— Aim of the exercise —
Among the entries below, tally each line containing "transcript"; respond with the total only.

<<<<

//! kaiwa CLI — the user-facing command-line interface.

use std::path::PathBuf;
use std::process;

use clap::{Parser, Subcommand};

mod commands;

#[derive(Parser)]
#[command(name = "kaiwa", version, about = "Japanese conversation proficiency scoring")]
struct Cli {
    #[command(subcommand)]
    command: Commands,
}

#[derive(Subcommand)]
enum Commands {
    /// Score a conversation transcript
    Analyze {
        /// Path to a .toml transcript or directory
        #[arg(long)]
        transcript: PathBuf,

        /// Target JLPT level override (N5-N1)
        #[arg(long)]
        target_level: Option<String>,

        /// Directory for JSON reports
        #[arg(long)]
        output: Option<PathBuf>,

        /// Output format: text, json
        #[arg(long, default_value = "text")]
        format: String,

        /// Config file path
        #[arg(long)]
        config: Option<PathBuf>,
    },

    /// Estimate the JLPT level of a text
    Estimate {
        /// Text to estimate
        #[arg(long, conflicts_with = "file")]
        text: Option<String>,

        /// File containing the text
        #[arg(long)]
        file: Option<PathBuf>,

        /// Target JLPT level to check against (N5-N1)
        #[arg(long)]
        target_level: Option<String>,
    },

    /// Validate transcript TOML files
    Validate {
        /// Path to a transcript file or directory
        #[arg(long)]
        transcript: PathBuf,
    },

    /// Compare two evaluation reports
    Compare {
        /// Baseline report JSON
        #[arg(long)]
        baseline: PathBuf,

        /// Current report JSON
        #[arg(long)]
        current: PathBuf,

        /// Points of movement that count as a change
        #[arg(long, default_value = "5")]
        threshold: u32,

        /// Exit code 1 if any skill regressed
        #[arg(long)]
        fail_on_regression: bool,
    },

    /// Hold a practice conversation and score it afterwards
    Chat {
        /// Conversation topic
        #[arg(long, default_value = "日常生活")]
        topic: String,

        /// JLPT level to practice at (N5-N1)
        #[arg(long, default_value = "N5")]
        level: String,

        /// Provider name from the config
        #[arg(long)]
        provider: Option<String>,

        /// Model identifier
        #[arg(long)]
        model: Option<String>,

        /// Save the transcript here when the conversation ends
        #[arg(long)]
        save: Option<PathBuf>,

        /// Config file path
        #[arg(long)]
        config: Option<PathBuf>,
    },

    /// Create starter config and example transcript
    Init,
}

#[tokio::main]
async fn main() {
    tracing_subscriber::fmt()
        .with_env_filter(
            tracing_subscriber::EnvFilter::from_default_env()
                .add_directive("kaiwa=info".parse().unwrap()),
        )
        .init();

    let cli = Cli::parse();

    let result = match cli.command {
        Commands::Analyze {
            transcript,
            target_level,
            output,
            format,
            config,
        } => commands::analyze::execute(transcript, target_level, output, format, config),
        Commands::Estimate {
            text,
            file,
            target_level,
        } => commands::estimate::execute(text, file, target_level),
        Commands::Validate { transcript } => commands::validate::execute(transcript),
        Commands::Compare {
            baseline,
            current,
            threshold,
            fail_on_regression,
        } => commands::compare::execute(baseline, current, threshold, fail_on_regression),
        Commands::Chat {
            topic,
            level,
            provider,
            model,
            save,
            config,
        } => commands::chat::execute(topic, level, provider, model, save, config).await,
        Commands::Init => commands::init::execute(),
    };

    if let Err(e) = result {
        eprintln!("Error: {e:#}");
        process::exit(1);
    }
}
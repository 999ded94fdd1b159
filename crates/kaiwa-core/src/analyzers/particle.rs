//! Particle (助詞) analyzer.
//!
//! Extracts the particles present in a text unit and checks for doubled
//! particles, confusable-pair overuse, and the potential-form object-marker
//! mistake (を with a potential verb where が is required).

use serde::{Deserialize, Serialize};

use crate::patterns::{PARTICLE_MARKERS, POTENTIAL_VERB_STEMS};

use super::finalize_score;

const BASE_SCORE: f64 = 10.0;
const ERROR_PENALTY: f64 = 2.0;

/// Result of particle analysis for one text unit.
#[derive(Debug, Clone, Serialize, Deserialize)]
pub struct ParticleResult {
    /// Score in [0.0, 10.0]: 10.0 minus 2.0 per detected error, clamped.
    pub score: f64,
    pub errors: Vec<String>,
    pub suggestions: Vec<String>,
    /// Distinct particles found, in first-seen order.
    pub detected_particles: Vec<char>,
    pub particle_count: usize,
}

/// Analyze particle usage in one text unit.
pub fn analyze(text: &str) -> ParticleResult {
    let text = text.trim();
    if text.is_empty() {
        return ParticleResult {
            score: 0.0,
            errors: Vec::new(),
            suggestions: Vec::new(),
            detected_particles: Vec::new(),
            particle_count: 0,
        };
    }

    let chars: Vec<char> = text.chars().collect();
    let mut errors = Vec::new();
    let mut suggestions = Vec::new();

    let mut detected: Vec<char> = Vec::new();
    for &c in &chars {
        if PARTICLE_MARKERS.contains(&c) && !detected.contains(&c) {
            detected.push(c);
        }
    }

    let count_of = |p: char| chars.iter().filter(|&&c| c == p).count();

    // は/が confusion: both present and either used more than twice.
    let wa = count_of('は');
    let ga = count_of('が');
    if wa > 0 && ga > 0 && (wa > 2 || ga > 2) {
        errors.push("は/が: Multiple uses may indicate confusion".to_string());
        suggestions.push("Review は (topic) vs が (subject/emphasis) usage".to_string());
    }

    // に/で confusion, same rule.
    let ni = count_of('に');
    let de = count_of('で');
    if ni > 0 && de > 0 && (ni > 2 || de > 2) {
        errors.push("に/で: Multiple uses may indicate confusion".to_string());
        suggestions.push("に for existence/destination, で for action location".to_string());
    }

    // Doubled particles: the same marker twice in direct succession, one
    // error per distinct marker.
    let mut doubled: Vec<char> = Vec::new();
    for window in chars.windows(2) {
        if window[0] == window[1]
            && PARTICLE_MARKERS.contains(&window[0])
            && !doubled.contains(&window[0])
        {
            doubled.push(window[0]);
        }
    }
    for p in doubled {
        errors.push(format!("Double particle \"{p}{p}\" detected"));
        suggestions.push(format!("Remove duplicate \"{p}\""));
    }

    // Potential-form verbs (e.g. 話せる/読める family written as stem + ける)
    // take が as their object marker, not を.
    let has_potential_form = chars
        .windows(3)
        .any(|w| POTENTIAL_VERB_STEMS.contains(&w[0]) && w[1] == 'け' && w[2] == 'る');
    if has_potential_form && chars.contains(&'を') && !chars.contains(&'が') {
        errors.push("を/が: Potential form verbs should use が instead of を".to_string());
        suggestions.push("Use が with potential form verbs (e.g. 日本語が話せます)".to_string());
    }

    let score = BASE_SCORE - ERROR_PENALTY * errors.len() as f64;

    ParticleResult {
        score: finalize_score(score),
        errors,
        suggestions,
        particle_count: detected.len(),
        detected_particles: detected,
    }
}

#[cfg(test)]
mod tests {
    use super::*;

    #[test]
    fn empty_text_is_zero_result() {
        let result = analyze("");
        assert_eq!(result.score, 0.0);
        assert!(result.detected_particles.is_empty());
        assert_eq!(result.particle_count, 0);
    }

    #[test]
    fn clean_sentence_scores_full() {
        let result = analyze("私は学校に行きます");
        assert_eq!(result.score, 10.0);
        assert!(result.errors.is_empty());
        assert!(result.detected_particles.contains(&'は'));
        assert!(result.detected_particles.contains(&'に'));
    }

    #[test]
    fn detected_particles_deduplicated_in_order() {
        let result = analyze("ははにに");
        // Dedup keeps first-seen order.
        assert_eq!(result.detected_particles, vec!['は', 'に']);
        assert_eq!(result.particle_count, 2);
    }

    #[test]
    fn double_particle_costs_two_points_each() {
        let result = analyze("私はは本を読みます");
        assert!(result
            .errors
            .iter()
            .any(|e| e.contains("Double particle \"はは\"")));
        assert_eq!(result.score, 8.0);

        // Two distinct doubled markers: two errors, four points.
        let result = analyze("私はは本を読む がが");
        let doubles = result
            .errors
            .iter()
            .filter(|e| e.contains("Double particle"))
            .count();
        assert_eq!(doubles, 2);
    }

    #[test]
    fn repeated_double_of_same_marker_counts_once() {
        let result = analyze("はは そして はは");
        let doubles = result
            .errors
            .iter()
            .filter(|e| e.contains("Double particle"))
            .count();
        assert_eq!(doubles, 1);
        assert_eq!(result.score, 8.0);
    }

    #[test]
    fn wa_ga_overuse_flagged() {
        let result = analyze("私は犬が猫が魚が好き");
        assert!(result.errors.iter().any(|e| e.starts_with("は/が")));
    }

    #[test]
    fn potential_form_with_wrong_object_marker() {
        let result = analyze("日本語を話けるようになりたい");
        assert!(result.errors.iter().any(|e| e.starts_with("を/が")));
        assert!(result
            .suggestions
            .iter()
            .any(|s| s.contains("日本語が話せます")));
    }

    #[test]
    fn potential_form_with_ga_not_flagged() {
        let result = analyze("日本語が話けるようになった");
        assert!(!result.errors.iter().any(|e| e.starts_with("を/が")));
    }

    #[test]
    fn score_never_negative() {
        // Many distinct doubled particles drive the raw score below zero.
        let result = analyze("ははがが をを にに でで へへ とと やや");
        assert_eq!(result.score, 0.0);
    }
}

>>>>

— Written answer —
11